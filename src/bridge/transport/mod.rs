//! Fire-and-forget message transport between the wearable and the phone.
//!
//! A transport delivers a byte payload to a named peer on a named path and
//! hands every inbound payload to the registered [`MessageHandler`]. It pairs
//! nothing, orders nothing and times nothing out; the correlator builds
//! call/response semantics on top.

mod memory;
mod stdio;

pub use memory::{MemoryHub, MemoryTransport};
pub use stdio::StdioTransport;

use async_trait::async_trait;
use std::sync::{Arc, Mutex};

/// A payload received from a peer.
#[derive(Debug, Clone, PartialEq, Eq)]
pub struct RawMessage {
    /// Node id of the sender.
    pub source: String,
    /// Logical path the payload was sent on.
    pub path: String,
    pub payload: Vec<u8>,
}

/// Receives inbound payloads. Called from transport tasks; must not block.
pub trait MessageHandler: Send + Sync {
    fn on_message(&self, message: RawMessage);
}

/// Transport failures.
#[derive(Debug, Clone, PartialEq, Eq, thiserror::Error)]
pub enum TransportError {
    #[error("peer {0} is not connected")]
    UnknownPeer(String),

    #[error("no connected peer")]
    NoPeer,

    #[error("transport I/O error: {0}")]
    Io(String),
}

/// Message channel to peer nodes.
#[async_trait]
pub trait Transport: Send + Sync {
    /// Hand `payload` to `peer` on `path`. Returns once handed off.
    async fn send(&self, peer: &str, path: &str, payload: Vec<u8>) -> Result<(), TransportError>;

    /// Nodes currently reachable.
    async fn connected_peers(&self) -> Result<Vec<String>, TransportError>;

    /// Register the inbound handler, replacing any previous one.
    fn set_handler(&self, handler: Arc<dyn MessageHandler>);

    /// Drop the inbound handler.
    fn clear_handler(&self);
}

/// Shared slot holding the current inbound handler.
#[derive(Clone, Default)]
pub(crate) struct HandlerSlot {
    inner: Arc<Mutex<Option<Arc<dyn MessageHandler>>>>,
}

impl HandlerSlot {
    pub(crate) fn set(&self, handler: Option<Arc<dyn MessageHandler>>) {
        *self.inner.lock().unwrap_or_else(|e| e.into_inner()) = handler;
    }

    pub(crate) fn get(&self) -> Option<Arc<dyn MessageHandler>> {
        self.inner.lock().unwrap_or_else(|e| e.into_inner()).clone()
    }

    /// Deliver to the current handler, dropping the message when none is set.
    pub(crate) fn deliver(&self, message: RawMessage) {
        match self.get() {
            Some(handler) => handler.on_message(message),
            None => tracing::debug!(path = %message.path, "no handler registered; dropping message"),
        }
    }
}
//! Error types for the pandora bridge.

/// Top-level error type for the wearable/phone bridge.
#[derive(Debug, thiserror::Error)]
pub enum BridgeError {
    /// Configuration error.
    #[error("config error: {0}")]
    Config(String),

    /// Message stream could not be read.
    #[error("transport error: {0}")]
    Transport(String),

    /// I/O error.
    #[error("I/O error: {0}")]
    Io(#[from] std::io::Error),
}

/// Convenience result type.
pub type Result<T> = std::result::Result<T, BridgeError>;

* _To do_
Faithfully reproduce all of the material.

* _Exercise result_
filename src/bridge/transport/mod.rs
//! Fire-and-forget message transport between the wearable and the phone.
//!
//! A transport delivers a byte payload to a named peer on a named path and
//! hands every inbound payload to the registered [`MessageHandler`]. It pairs
//! nothing, orders nothing and times nothing out; the correlator builds
//! call/response semantics on top.

mod memory;
mod stdio;

pub use memory::{MemoryHub, MemoryTransport};
pub use stdio::StdioTransport;

use async_trait::async_trait;
use std::sync::{Arc, Mutex};

/// A payload received from a peer.
#[derive(Debug, Clone, PartialEq, Eq)]
pub struct RawMessage {
    /// Node id of the sender.
    pub source: String,
    /// Logical path the payload was sent on.
    pub path: String,
    pub payload: Vec<u8>,
}

/// Receives inbound payloads. Called from transport tasks; must not block.
pub trait MessageHandler: Send + Sync {
    fn on_message(&self, message: RawMessage);
}

/// Transport failures.
#[derive(Debug, Clone, PartialEq, Eq, thiserror::Error)]
pub enum TransportError {
    #[error("peer {0} is not connected")]
    UnknownPeer(String),

    #[error("no connected peer")]
    NoPeer,

    #[error("transport I/O error: {0}")]
    Io(String),
}

/// Message channel to peer nodes.
#[async_trait]
pub trait Transport: Send + Sync {
    /// Hand `payload` to `peer` on `path`. Returns once handed off.
    async fn send(&self, peer: &str, path: &str, payload: Vec<u8>) -> Result<(), TransportError>;

    /// Nodes currently reachable.
    async fn connected_peers(&self) -> Result<Vec<String>, TransportError>;

    /// Register the inbound handler, replacing any previous one.
    fn set_handler(&self, handler: Arc<dyn MessageHandler>);

    /// Drop the inbound handler.
    fn clear_handler(&self);
}

/// Shared slot holding the current inbound handler.
#[derive(Clone, Default)]
pub(crate) struct HandlerSlot {
    inner: Arc<Mutex<Option<Arc<dyn MessageHandler>>>>,
}

impl HandlerSlot {
    pub(crate) fn set(&self, handler: Option<Arc<dyn MessageHandler>>) {
        *self.inner.lock().unwrap_or_else(|e| e.into_inner()) = handler;
    }

    pub(crate) fn get(&self) -> Option<Arc<dyn MessageHandler>> {
        self.inner.lock().unwrap_or_else(|e| e.into_inner()).clone()
    }

    /// Deliver to the current handler, dropping the message when none is set.
    pub(crate) fn deliver(&self, message: RawMessage) {
        match self.get() {
            Some(handler) => handler.on_message(message),
            None => tracing::debug!(path = %message.path, "no handler registered; dropping message"),
        }
    }
}
//! Error types for the pandora bridge.

/// Top-level error type for the wearable/phone bridge.
#[derive(Debug, thiserror::Error)]
pub enum BridgeError {
    /// Configuration error.
    #[error("config error: {0}")]
    Config(String),

    /// Message stream could not be read.
    #[error("transport error: {0}")]
    Transport(String),

    /// I/O error.
    #[error("I/O error: {0}")]
    Io(#[from] std::io::Error),
}

/// Convenience result type.
pub type Result<T> = std::result::Result<T, BridgeError>;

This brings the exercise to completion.